ANOTHER DAY, ANOTHER TRAIL – this one looks back across
the valley to the places we visited yesterday. The trip begins at the newest lift in town: the refurbished
Sunnegga underground funicular.
Back in the day a simple chairlift carried you up the hill; in
the 1970s it was replaced with an underground funicular that tunneled inside
the mountain, with protection from winter storms. However, by the first decade of this century, the train
needed either a makeover or a complete replacement. Zermatt elected to replace: they improved
the roadbed, upgraded the carriages, and sped up the ride. In 2014 you walk through a high-tech, carpeted
tunnel with dazzling graphic panels where once a grey, gunnite-like cement coated
the hollowed-out rock. A nonstop series of overhead flat screens beam
slick commercials as you march along.
The new ride is smoother, faster (from 1600 to 2288 meters
in about 3 minutes) and safer. Families, dogs, bikes, and strollers crowd into
the cars; an electronic voice warns, “Bitte, ansteigen…”; the safety gates
lock; and up we go.
Sunnegga
Sunnegga (“the sunny corner”) has been called “the Riviera
of Zermatt” because it often provides a sunny “hole” in a town that knows
the meaning of cloud cover. This sunny
spot deserves includes a small lake and beach known as Leisee, which has earned
local fame as a recreation center.
Leisee beach publicity photo (© Portman from the official Zermatt site)

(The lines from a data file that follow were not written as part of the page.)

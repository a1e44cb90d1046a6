/// Data layer: core types, errors and text-table loading.
///
/// Architecture:
/// ```text
///  instrument export (.txt)
///        │
///        ▼
///   ┌──────────┐
///   │  loader   │  trim header/footer, pick columns → Interferogram
///   └──────────┘
///        │
///        ▼
///   ┌──────────────┐
///   │ Interferogram │  positions (µm), signals (mV)
///   └──────────────┘
///        │
///        ▼
///   spectral::transform → Spectrum → Resolution
/// ```

pub mod error;
pub mod loader;
pub mod model;
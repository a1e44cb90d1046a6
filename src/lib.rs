//! Fourier analysis of Michelson interferograms.
//!
//! An interferogram (detector voltage vs. mirror displacement) is loaded from
//! the acquisition software's text export, Fourier transformed with the
//! factor-of-two optical path correction, and turned into frequency and
//! wavelength axes plus the resolution implied by the scan length.
//!
//! ```no_run
//! use michelson_fft::config::{default_jobs, Settings};
//! use michelson_fft::pipeline::Pipeline;
//! use michelson_fft::report::LogSink;
//!
//! let pipeline = Pipeline::new(Settings::default());
//! let summary = pipeline.run(&default_jobs(), &mut LogSink);
//! assert!(summary.all_succeeded());
//! ```

pub mod config;
pub mod data;
pub mod pipeline;
pub mod report;
pub mod spectral;

pub use data::error::AnalysisError;
pub use data::model::{Interferogram, RawSample, Resolution, Spectrum};
pub use spectral::transform;
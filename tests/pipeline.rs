//! End-to-end runs over files written to a temporary data directory.

use std::f64::consts::PI;
use std::fs::{self, File};
use std::io::BufWriter;
use std::path::Path;

use michelson_fft::config::{load_manifest, AnalysisJob, Settings};
use michelson_fft::data::loader::{load_interferogram, load_reference, TableLayout};
use michelson_fft::pipeline::{Pipeline, Stage};
use michelson_fft::report::CollectSink;
use michelson_fft::spectral::synth::{self, SimpleRng};
use michelson_fft::{transform, AnalysisError, Interferogram};
use tempfile::tempdir;

/// Mirror scan of a single line at `wavelength_um`, `n` steps of `step` µm.
fn write_line_scan(path: &Path, wavelength_um: f64, step: f64, n: usize) {
    let positions: Vec<f64> = (0..n).map(|i| i as f64 * step).collect();
    // Optical path is twice the mirror travel.
    let signals = positions
        .iter()
        .map(|&x| 1.0 + (2.0 * PI * 2.0 * x / wavelength_um).cos())
        .collect();
    let ifg = Interferogram::new(positions, signals).unwrap();
    let file = BufWriter::new(File::create(path).unwrap());
    synth::write_instrument_file(&ifg, "line scan", file).unwrap();
}

#[test]
fn he_ne_scan_is_found_at_its_wavelength() {
    let dir = tempdir().unwrap();
    write_line_scan(&dir.path().join("laser.txt"), 0.6328, 0.02, 4000);

    let pipeline = Pipeline::new(Settings {
        data_dir: dir.path().to_path_buf(),
        reference_wavelength_um: 0.6328,
        ..Settings::default()
    });
    let report = pipeline
        .analyze(&AnalysisJob::new("laser.txt", 300.0, 800.0, "Laser He-Ne"))
        .unwrap();

    assert_eq!(report.interferogram.len(), 4000);
    // dx = 0.04 µm → Δf = 1 / (4000 · 0.04)
    assert!((report.resolution.delta_frequency - 1.0 / 160.0).abs() < 1e-9);
    let peak = report.peak_in_window().unwrap();
    assert!(
        (peak.wavelength_nm - 632.8).abs() < report.resolution.delta_wavelength_nm,
        "peak at {} nm",
        peak.wavelength_nm
    );
    assert!(report.label().starts_with("Laser He-Ne, resolution "));
}

#[test]
fn batch_reports_failures_and_renders_the_rest() {
    let dir = tempdir().unwrap();
    write_line_scan(&dir.path().join("sodium.txt"), 0.589, 0.05, 1000);
    fs::write(dir.path().join("short.txt"), "only\nten\nlines\n\n\n\n\n\n\n\n").unwrap();

    let manifest = dir.path().join("jobs.csv");
    fs::write(
        &manifest,
        "file,left_nm,right_nm,title\n\
         short.txt,100,800,Truncated\n\
         missing.txt,100,800,Missing\n\
         sodium.txt,200,1000,Sodium\n",
    )
    .unwrap();
    let jobs = load_manifest(&manifest).unwrap();

    let pipeline = Pipeline::new(Settings {
        data_dir: dir.path().to_path_buf(),
        ..Settings::default()
    });
    let mut sink = CollectSink::default();
    let summary = pipeline.run(&jobs, &mut sink);

    assert_eq!(sink.labels.len(), 1);
    assert!(sink.labels[0].starts_with("Sodium, resolution"));
    assert_eq!(summary.succeeded.len(), 1);
    assert_eq!(summary.failed.len(), 2);
    assert!(summary.failed.iter().all(|f| f.stage == Stage::Load));
    assert!(summary.failed[0].message.starts_with("parse error"));
    assert!(summary.failed[1].message.starts_with("file not found"));

    let json = serde_json::to_value(&summary).unwrap();
    assert_eq!(json["failed"][0]["stage"], "load");
    assert_eq!(json["succeeded"][0]["samples"], 1000);
    assert!(json["succeeded"][0]["delta_wavelength_nm"].is_number());
}

#[test]
fn loader_and_transform_agree_on_synthetic_white_light() {
    let dir = tempdir().unwrap();
    let path = dir.path().join("white.txt");
    let ifg = synth::white_light(-20.0, 20.0, 801, &mut SimpleRng::new(9));
    synth::write_instrument_file(&ifg, "white", BufWriter::new(File::create(&path).unwrap()))
        .unwrap();

    let loaded = load_interferogram(&path, &TableLayout::INTERFEROGRAM).unwrap();
    assert_eq!(loaded.len(), 801);
    let sp = transform(&loaded, 200e-9).unwrap();
    assert_eq!(sp.frequencies()[0], 0.0);
    assert_eq!(sp.wavelengths()[0], f64::INFINITY);
    assert_eq!(sp.frequencies().len(), sp.amplitudes().len());
}

#[test]
fn reference_export_loads_without_trimming() {
    let dir = tempdir().unwrap();
    let path = dir.path().join("oceanHG.txt");
    fs::write(&path, "404.6 120\n435.8 300\n546.1 800\n577.0 210\n").unwrap();

    let reference = load_reference(&path, &TableLayout::REFERENCE).unwrap();
    assert_eq!(reference.len(), 4);
    let peak = reference.peak_in_window(400.0, 560.0).unwrap();
    assert_eq!(peak.wavelength_nm, 546.1);

    // The same file read as an interferogram export has no rows left.
    let err = load_interferogram(&path, &TableLayout::INTERFEROGRAM).unwrap_err();
    assert!(matches!(err, AnalysisError::Parse(_)));
}
use std::f64::consts::PI;
use std::io::{self, Write};

use crate::data::loader::{DEFAULT_FOOTER_LINES, DEFAULT_HEADER_LINES};
use crate::data::model::Interferogram;
use crate::spectral::transform::OPTICAL_PATH_FACTOR;

/// He-Ne laser line in µm.
pub const HE_NE_WAVELENGTH_UM: f64 = 0.6328;

/// Uniform noise amplitude added to synthetic signals.
const NOISE_AMPLITUDE: f64 = 0.05;

// ---------------------------------------------------------------------------
// Generators
// ---------------------------------------------------------------------------

/// `n` evenly spaced points from `x_min` to `x_max`, both ends included.
pub fn linspace(x_min: f64, x_max: f64, n: usize) -> Vec<f64> {
    match n {
        0 => Vec::new(),
        1 => vec![x_min],
        _ => {
            let step = (x_max - x_min) / (n - 1) as f64;
            (0..n).map(|i| x_min + i as f64 * step).collect()
        }
    }
}

/// Fringes of a single He-Ne line plus a little uniform noise.
///
/// `x_min` and `x_max` are mirror positions in µm; the fringes follow the
/// optical path difference, twice the mirror travel.
pub fn he_ne(x_min: f64, x_max: f64, n: usize, rng: &mut SimpleRng) -> Interferogram {
    let positions = linspace(x_min, x_max, n);
    let signals = positions
        .iter()
        .map(|&x| {
            let opd = OPTICAL_PATH_FACTOR * x;
            1.0 + (2.0 * PI / HE_NE_WAVELENGTH_UM * opd).cos() + rng.next_f64() * NOISE_AMPLITUDE
        })
        .collect();
    Interferogram::from_parts(positions, signals)
}

/// Band-limited visible source (0.4 – 0.8 µm) under a Gaussian envelope,
/// sampled at mirror positions like [`he_ne`].
pub fn white_light(x_min: f64, x_max: f64, n: usize, rng: &mut SimpleRng) -> Interferogram {
    let k1 = 1.0 / 0.4;
    let k2 = 1.0 / 0.8;
    let carrier = PI * (k1 + k2);
    let beat = PI * (k1 - k2);

    let positions = linspace(x_min, x_max, n);
    let signals = positions
        .iter()
        .map(|&x| {
            let opd = OPTICAL_PATH_FACTOR * x;
            let noise = rng.next_f64() * NOISE_AMPLITUDE;
            // sin(a x) / x → a at the origin, and sin(b x) → 0
            let fringes = if opd == 0.0 {
                0.0
            } else {
                (carrier * opd).sin() / opd * (beat * opd).sin()
            };
            1.0 + (-opd * opd / 4.0).exp() * (fringes + noise)
        })
        .collect();
    Interferogram::from_parts(positions, signals)
}

// ---------------------------------------------------------------------------
// Instrument-format writer
// ---------------------------------------------------------------------------

/// Write `interferogram` the way the acquisition software exports it, so
/// that it loads back with `TableLayout::INTERFEROGRAM`.
pub fn write_instrument_file<W: Write>(
    interferogram: &Interferogram,
    title: &str,
    mut out: W,
) -> io::Result<()> {
    writeln!(out, "# {title}")?;
    writeln!(out, "# samples: {}", interferogram.len())?;
    for i in 2..DEFAULT_HEADER_LINES - 1 {
        writeln!(out, "# reserved {i}")?;
    }
    writeln!(out, "index\tposition_um\tsignal_mV")?;

    for (i, sample) in interferogram.samples().enumerate() {
        writeln!(out, "{i}\t{}\t{:.6}", sample.position, sample.signal)?;
    }

    for _ in 0..DEFAULT_FOOTER_LINES {
        writeln!(out, "# end")?;
    }
    out.flush()
}

// ---------------------------------------------------------------------------
// Deterministic PRNG
// ---------------------------------------------------------------------------

/// Minimal deterministic PRNG (xoshiro256**)
pub struct SimpleRng {
    state: [u64; 4],
}

impl SimpleRng {
    pub fn new(seed: u64) -> Self {
        let mut s = [0u64; 4];
        let mut x = seed;
        for slot in &mut s {
            x = x.wrapping_mul(6364136223846793005).wrapping_add(1);
            *slot = x;
        }
        SimpleRng { state: s }
    }

    fn next_u64(&mut self) -> u64 {
        let result = (self.state[1].wrapping_mul(5))
            .rotate_left(7)
            .wrapping_mul(9);
        let t = self.state[1] << 17;
        self.state[2] ^= self.state[0];
        self.state[3] ^= self.state[1];
        self.state[1] ^= self.state[2];
        self.state[0] ^= self.state[3];
        self.state[2] ^= t;
        self.state[3] = self.state[3].rotate_left(45);
        result
    }

    /// Uniform in `[0, 1)`.
    pub fn next_f64(&mut self) -> f64 {
        (self.next_u64() >> 11) as f64 / (1u64 << 53) as f64
    }
}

Heading down past Leisee, we wander through more incredible flowered meadows to find a lunch at Findeln.
Findeln
Findeln – an ancient summer grazing hamlet just below
Sunnegga – deserves a blog post of its own. As it has evolved into a premium
dining center, Findeln has inspired the
Tourist Office to invent a new name for the path: the Gourmetweg. This calorie-laden
trek winds past a string of mountain restaurants and leads eventually back into Zermatt.
Photo from the Chez Vrony website
The most sought-out watering hole in Findeln (and perhaps in Zermatt) is the world-famous Chez Vrony,
where proprietors Vrony and Max Cotting-Julen raise their own cattle to produce
their personal version of the Valais’ famed dried beef (as well as the
hamburgers). Between seasons, they also make their own cheese in the cellar. Or you can select a fresh mountain trout from
the restaurant’s holding tank. Summer or winter, it’s a memorable chance to lunch-and-lounge
on a sheepskin-covered chaise in the sun and enjoy an incomparable view.
If you can’t get a seat at Vrony’s, there’s the newer Restaurant
Paradies at the top of the hamlet with a small menu that’s elegantly prepared. Chef
Gaston Zeiter puts his own stamp on delicious classics such as Zermatt’s famous
Kaeseschnitte – adding fresh herbs, cubing fresh-baked bread, and stirring in a
superb blend of local cheese and ham. Since it’s the topmost site in town, it offers unequalled views of the Matterhorn and the Zmutt valley to its right. As we dine, we point to the living map below us, remembering yesterday's walk.